Could you restate word for word every line of the records below, from the first one to the one holding "the PDU mode"?
BEGIN Listed entries
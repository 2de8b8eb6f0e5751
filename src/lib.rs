#![cfg_attr(not(test), no_std)]

//! # A76XX cellular
//!
//! This crate drives SIMCom A76XX series cellular modules over their AT
//! command interface. It can be used both on `no_std` and `std` platforms.
//!
//! [`ModemSerial`] is the AT engine: it sends commands, scans the receive
//! stream for expected responses under a deadline and dispatches
//! unsolicited result codes to registered handlers, even when they arrive
//! in the middle of a response. The [`sms`] module builds the PDU mode
//! messaging service on top of it.
//!
//! ## Example
//!
//! ### Clock trait
//!
//! To use this crate one must implement the [`Clock`] trait for a timer.
//! Notice that `Clock` uses [`Duration`][duration] and [`Instant`][instant]
//! from the [fugit] crate.
//!
//! Here is an example how it would look like for a `std` platform:
//!
//! ```
//! use a76xx_cellular::fugit;
//! use a76xx_cellular::prelude::*;
//!
//! pub struct SysTimer<const TIMER_HZ: u32> {
//!     start: std::time::Instant,
//!     duration: fugit::TimerDurationU32<TIMER_HZ>,
//! }
//!
//! impl<const TIMER_HZ: u32> SysTimer<TIMER_HZ> {
//!     pub fn new() -> Self {
//!         Self {
//!             start: std::time::Instant::now(),
//!             duration: fugit::TimerDurationU32::millis(0),
//!         }
//!     }
//! }
//!
//! impl<const TIMER_HZ: u32> Clock<TIMER_HZ> for SysTimer<TIMER_HZ> {
//!     type Error = std::convert::Infallible;
//!
//!     fn now(&mut self) -> fugit::TimerInstantU32<TIMER_HZ> {
//!         let millis = self.start.elapsed().as_millis();
//!         fugit::TimerInstantU32::from_ticks(millis as u32)
//!     }
//!
//!     fn start(&mut self, duration: fugit::TimerDurationU32<TIMER_HZ>) -> Result<(), Self::Error> {
//!         self.start = std::time::Instant::now();
//!         self.duration = duration.convert();
//!         Ok(())
//!     }
//!
//!     fn wait(&mut self) -> nb::Result<(), Self::Error> {
//!         if std::time::Instant::now() - self.start
//!             > std::time::Duration::from_millis(self.duration.ticks() as u64)
//!         {
//!             Ok(())
//!         } else {
//!             Err(nb::Error::WouldBlock)
//!         }
//!     }
//! }
//! ```
//!
//! ### Driver usage
//!
//! With the `SysTimer` from above and a [`SerialPort`] implementation for
//! the UART, sending a message looks like this:
//!
//! ```
//! use a76xx_cellular::prelude::*;
//! use a76xx_cellular::{Config, ModemSerial, SmsService};
//!
//! fn run<S: SerialPort>(port: S) {
//!     let timer: SysTimer<1000> = SysTimer::new();
//!     let mut modem: ModemSerial<_, _, 1000, 512> =
//!         ModemSerial::new(port, timer, Config::new());
//!
//!     let mut sms = SmsService::new(&mut modem);
//!     sms.init().unwrap();
//!     sms.send("+447700900123", "hello from the field").unwrap();
//! }
//! ```
//!
//! [duration]: ../fugit/duration/struct.Duration.html
//! [instant]: ../fugit/instant/struct.Instant.html
//!

mod buffer;
mod clock;
mod config;
pub mod error;
pub mod hex;
mod serial;
pub mod sms;
mod urc;

#[cfg(test)]
mod test_helpers;

pub use buffer::RingBuffer;
pub use clock::Clock;
pub use config::Config;
pub use error::Error;
pub use serial::{
    MatchTargets, ModemSerial, ResponseOutcome, SerialPort, DEFAULT_TIMEOUT_MS,
    MAX_EVENT_HANDLERS,
};
pub use sms::SmsService;
pub use urc::{Cursor, HandlerId, UrcHandler};

// Re-export fugit
pub use fugit;

/// Prelude - Include traits
pub mod prelude {
    pub use super::clock::Clock;
    pub use super::serial::SerialPort;
    pub use super::urc::{Cursor, UrcHandler};
}
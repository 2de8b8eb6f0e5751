//! Splitting long messages into concatenated segments.
//!
//! Each segment spends part of its user data on the concatenation header,
//! so multipart chunks are smaller than what a single PDU carries. The
//! planner caps a message at three segments; anything longer is refused
//! up front so no partial message ever goes out.

use super::pdu::SmsEncoding;
use crate::error::Error;

/// Segment sizes after the concatenation header is paid for.
const GSM_SINGLE_LEN: usize = 160;
const GSM_CHUNK_LEN: usize = 153;
const UCS2_SINGLE_LEN: usize = 140;
const UCS2_CHUNK_LEN: usize = 134;

const MAX_PARTS: usize = 3;

#[derive(Debug, Clone, Copy, PartialEq, Eq)]
pub(crate) struct SegmentPlan {
    pub(crate) total_parts: u8,
    pub(crate) max_chunk: usize,
}

/// Work out how many segments a payload of `total_len` units needs.
///
/// `total_len` counts septets for the GSM alphabet and octets for UCS-2.
/// 8-bit data has no defined concatenation here and is refused.
pub(crate) fn plan(encoding: SmsEncoding, total_len: usize) -> Result<SegmentPlan, Error> {
    let (single, chunk) = match encoding {
        SmsEncoding::Gsm7 => (GSM_SINGLE_LEN, GSM_CHUNK_LEN),
        SmsEncoding::Ucs2 => (UCS2_SINGLE_LEN, UCS2_CHUNK_LEN),
        SmsEncoding::Data8Bit => return Err(Error::Protocol),
    };

    if total_len <= single {
        return Ok(SegmentPlan {
            total_parts: 1,
            max_chunk: single,
        });
    }
    if total_len > MAX_PARTS * chunk {
        return Err(Error::Capacity);
    }
    Ok(SegmentPlan {
        total_parts: ((total_len + chunk - 1) / chunk) as u8,
        max_chunk: chunk,
    })
}
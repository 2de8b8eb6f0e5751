//! Mock implementations backing the unit tests.

use core::convert::Infallible;

use fugit::{TimerDurationU32, TimerInstantU32};

use crate::clock::Clock;
use crate::serial::SerialPort;

#[derive(Debug, Clone, Copy, PartialEq, Eq)]
pub struct MockSerialError;

impl embedded_io::Error for MockSerialError {
    fn kind(&self) -> embedded_io::ErrorKind {
        embedded_io::ErrorKind::Other
    }
}

/// Serial port fed from a canned receive script, recording every write.
pub struct MockSerial {
    rx: Vec<u8>,
    rx_pos: usize,
    tx: Vec<u8>,
}

impl MockSerial {
    pub fn new(rx: &[u8]) -> Self {
        Self {
            rx: rx.to_vec(),
            rx_pos: 0,
            tx: Vec::new(),
        }
    }

    /// Bytes of the receive script not yet read.
    pub fn remaining(&self) -> usize {
        self.rx.len() - self.rx_pos
    }

    /// Everything written to the port so far.
    pub fn written(&self) -> &[u8] {
        &self.tx
    }
}

impl SerialPort for MockSerial {
    type Error = MockSerialError;

    fn read(&mut self) -> nb::Result<u8, Self::Error> {
        match self.rx.get(self.rx_pos) {
            Some(&byte) => {
                self.rx_pos += 1;
                Ok(byte)
            }
            None => Err(nb::Error::WouldBlock),
        }
    }

    fn write(&mut self, data: &[u8]) -> Result<(), Self::Error> {
        self.tx.extend_from_slice(data);
        Ok(())
    }
}

/// Deterministic millisecond clock. Every poll advances time by one tick,
/// so timeouts expire after a bounded number of loop iterations instead of
/// depending on wall time.
pub struct MockTimer {
    now_ms: u32,
    armed: Option<u32>,
}

impl MockTimer {
    pub fn new() -> Self {
        Self {
            now_ms: 0,
            armed: None,
        }
    }
}

impl Clock<1000> for MockTimer {
    type Error = Infallible;

    fn now(&mut self) -> TimerInstantU32<1000> {
        self.now_ms += 1;
        TimerInstantU32::<1000>::from_ticks(self.now_ms)
    }

    fn start(&mut self, duration: TimerDurationU32<1000>) -> Result<(), Self::Error> {
        self.armed = Some(self.now_ms + duration.ticks());
        Ok(())
    }

    fn wait(&mut self) -> nb::Result<(), Self::Error> {
        self.now_ms += 1;
        match self.armed {
            Some(expiry) if self.now_ms >= expiry => Ok(()),
            _ => Err(nb::Error::WouldBlock),
        }
    }
}

#[cfg(test)]
mod tests {
    use super::*;

    #[test]
    fn mock_serial_scripts_reads_and_records_writes() {
        let mut serial = MockSerial::new(b"ab");
        assert_eq!(serial.read(), Ok(b'a'));
        assert_eq!(serial.read(), Ok(b'b'));
        assert_eq!(serial.read(), Err(nb::Error::WouldBlock));
        assert_eq!(serial.remaining(), 0);

        serial.write(b"AT\r\n").unwrap();
        assert_eq!(serial.written(), b"AT\r\n");
    }

    #[test]
    fn mock_timer_expires_after_armed_duration() {
        let mut timer = MockTimer::new();
        timer.start(TimerDurationU32::<1000>::millis(3)).unwrap();
        assert_eq!(timer.wait(), Err(nb::Error::WouldBlock));
        assert_eq!(timer.wait(), Err(nb::Error::WouldBlock));
        assert_eq!(timer.wait(), Ok(()));
        assert_eq!(timer.wait(), Ok(()));
    }
}
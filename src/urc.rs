//! Unsolicited result code dispatch.
//!
//! The modem announces events such as incoming messages with unsolicited
//! result codes that can interleave with command responses. Handlers
//! registered on the engine are matched against the receive stream during
//! every response scan and get a chance to consume the body of their URC
//! before scanning resumes.

use crate::error::Error;

/// Stream access handed to a handler while its URC is being dispatched.
///
/// Reads are bounded by the configured stream timeout, so a handler cannot
/// stall the engine on a quiet line.
pub trait Cursor {
    /// Next byte without consuming it, `None` when nothing arrives in time.
    fn peek(&mut self) -> Result<Option<u8>, Error>;

    /// Consume and return the next byte.
    fn read_byte(&mut self) -> Result<u8, Error>;

    /// Fill `dst` completely from the stream.
    fn read_exact(&mut self, dst: &mut [u8]) -> Result<(), Error>;

    /// Consume bytes through the next occurrence of `byte`.
    fn find(&mut self, byte: u8) -> Result<(), Error>;

    /// Parse a decimal integer, skipping any leading non-numeric bytes.
    /// The byte terminating the number is left unconsumed.
    fn parse_int(&mut self) -> Result<i32, Error>;

    /// Parse a decimal number with an optional fractional part.
    fn parse_float(&mut self) -> Result<f32, Error>;
}

/// Handler for one unsolicited result code.
///
/// Whenever the receive buffer ends with [`prefix`](UrcHandler::prefix)
/// during a scan, the engine consumes the prefix and calls
/// [`process`](UrcHandler::process) with a cursor positioned right after
/// it. A `process` error is logged and swallowed; it never fails the
/// surrounding command.
pub trait UrcHandler {
    /// Pattern announcing this URC, e.g. `"+CMTI: "`.
    fn prefix(&self) -> &str;

    /// Consume the body of the URC, typically through the line terminator.
    fn process(&mut self, stream: &mut dyn Cursor) -> Result<(), Error>;
}

/// Registration token for a handler, used to deregister it again.
#[derive(Debug, Clone, Copy, PartialEq, Eq)]
#[cfg_attr(feature = "defmt", derive(defmt::Format))]
pub struct HandlerId(pub(crate) u8);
END Listed entries
Final answer:
repository 2de8b8eb6f0e5751
filename src/lib.rs
#![cfg_attr(not(test), no_std)]

//! # A76XX cellular
//!
//! This crate drives SIMCom A76XX series cellular modules over their AT
//! command interface. It can be used both on `no_std` and `std` platforms.
//!
//! [`ModemSerial`] is the AT engine: it sends commands, scans the receive
//! stream for expected responses under a deadline and dispatches
//! unsolicited result codes to registered handlers, even when they arrive
//! in the middle of a response. The [`sms`] module builds the PDU mode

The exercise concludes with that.